INFORMATION SUPPLIED →
== == ==

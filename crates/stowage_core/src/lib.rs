//! # Stowage Core
//!
//! Asynchronous record storage over a callback-driven host.
//!
//! This crate provides:
//! - The connection manager: [`open_database`], [`delete_database`] and
//!   [`Database::close`]
//! - The schema migrator: versioned [`MigrationPlan`]s of [`Migration`]
//!   steps, run inside the host's upgrade window
//! - The async store adapter: [`Database`] operations that each run in one
//!   host transaction and resolve exactly once
//! - A typed error taxonomy ([`StoreError`]) and configuration
//!   ([`StoreConfig`])
//!
//! Futures returned here are not tied to any runtime. They are `!Send`:
//! hosts answer on the thread that issued the request.

#![deny(unsafe_code)]
#![warn(missing_docs)]

mod batch;
mod config;
mod connection;
mod database;
mod error;
mod locks;
pub mod migration;
mod request;

pub use batch::{Batch, BatchOutcome};
pub use config::StoreConfig;
pub use connection::delete_database;
pub use database::{open_database, Database};
pub use error::{StoreError, StoreResult};
pub use migration::{
    Migration, MigrationContext, MigrationOperation, MigrationPlan, MigrationReport, SchemaStep,
};

pub use stowage_codec::{Key, Value};
pub use stowage_host::{CollectionSpec, IndexSpec};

== == ==

PROBLEM DESCRIPTION →
Each line from the one containing "#![warn(missing_docs)]" through the end of the material should be restated word for word; leave out every line before it.

ANSWER →
#![warn(missing_docs)]

mod batch;
mod config;
mod connection;
mod database;
mod error;
mod locks;
pub mod migration;
mod request;

pub use batch::{Batch, BatchOutcome};
pub use config::StoreConfig;
pub use connection::delete_database;
pub use database::{open_database, Database};
pub use error::{StoreError, StoreResult};
pub use migration::{
    Migration, MigrationContext, MigrationOperation, MigrationPlan, MigrationReport, SchemaStep,
};

pub use stowage_codec::{Key, Value};
pub use stowage_host::{CollectionSpec, IndexSpec};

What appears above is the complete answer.